'''
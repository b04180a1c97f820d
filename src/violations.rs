//! Violation annotations on block numbers.
//!
//! The annotator writes `PlaguedBlockRecord`s; the detector derives them from
//! conflicting block sightings in the observation store.

use crate::storage_traits::{ObservationStore, StorageError, ViolationRepository};
use crate::types::PlaguedBlockRecord;
use std::collections::BTreeSet;
use std::sync::Arc;
use tracing::{debug, info, instrument};

/// Label used when peers report different hashes for one block number.
pub const DOUBLE_BLOCK: &str = "double-block";

#[derive(Clone)]
pub struct ViolationAnnotator {
    repository: Arc<dyn ViolationRepository>,
}

impl ViolationAnnotator {
    pub fn new(repository: Arc<dyn ViolationRepository>) -> Self {
        Self { repository }
    }

    /// Flags `block_number`. A repeated flag replaces the label and severity
    /// and keeps the later of the two violation timestamps.
    #[instrument(skip(self))]
    pub async fn flag_block(
        &self,
        block_number: u64,
        label: &str,
        severity: i64,
        timestamp: Option<u64>,
    ) -> Result<PlaguedBlockRecord, StorageError> {
        self.repository
            .flag_violation(block_number, label, severity, timestamp)
            .await
    }

    /// Clears the label on `block_number`, leaving the timestamp for history.
    #[instrument(skip(self))]
    pub async fn clear_block(&self, block_number: u64) -> Result<(), StorageError> {
        if !self.repository.clear_violation(block_number).await? {
            debug!(block_number, "No violation record to clear");
        }
        Ok(())
    }
}

/// Flags block numbers that more than one block hash has been seen for.
#[derive(Clone)]
pub struct ViolationDetector {
    observations: Arc<dyn ObservationStore>,
    annotator: ViolationAnnotator,
    severity: i64,
}

impl ViolationDetector {
    pub fn new(
        observations: Arc<dyn ObservationStore>,
        annotator: ViolationAnnotator,
        severity: i64,
    ) -> Self {
        Self {
            observations,
            annotator,
            severity,
        }
    }

    /// Returns the new record when the block number was flagged.
    #[instrument(skip(self))]
    pub async fn scan_block_number(
        &self,
        block_number: u64,
    ) -> Result<Option<PlaguedBlockRecord>, StorageError> {
        let sightings = self.observations.blocks_by_number(block_number).await?;
        let hashes: BTreeSet<&str> = sightings.iter().map(|b| b.block_hash.as_str()).collect();
        if hashes.len() < 2 {
            return Ok(None);
        }

        let last_seen = sightings.iter().filter_map(|b| b.first_seen_ts).max();
        info!(
            block_number,
            distinct_hashes = hashes.len(),
            "Conflicting block hashes observed"
        );
        let record = self
            .annotator
            .flag_block(block_number, DOUBLE_BLOCK, self.severity, last_seen)
            .await?;
        Ok(Some(record))
    }
}
pub mod error;
pub mod math;
pub mod options;
pub mod outline;
pub mod point;
pub mod pressure;
pub mod radius;

#[cfg(test)]
mod test_support;

pub use error::{Result, StrokeError};
pub use math::Vec2;
pub use options::{CapOptions, Easing, StrokeOptions, Taper};
pub use outline::{outline, OutlineScratch, StrokeOutline};
pub use point::{validate_points, StrokePoint};
pub use radius::{PressureRadius, StrokeRadius};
'''
What you need to do:
Search the material above for the word "impl", then copy out each line that has it.

Solution for this problem:
impl ViolationAnnotator {
impl ViolationDetector {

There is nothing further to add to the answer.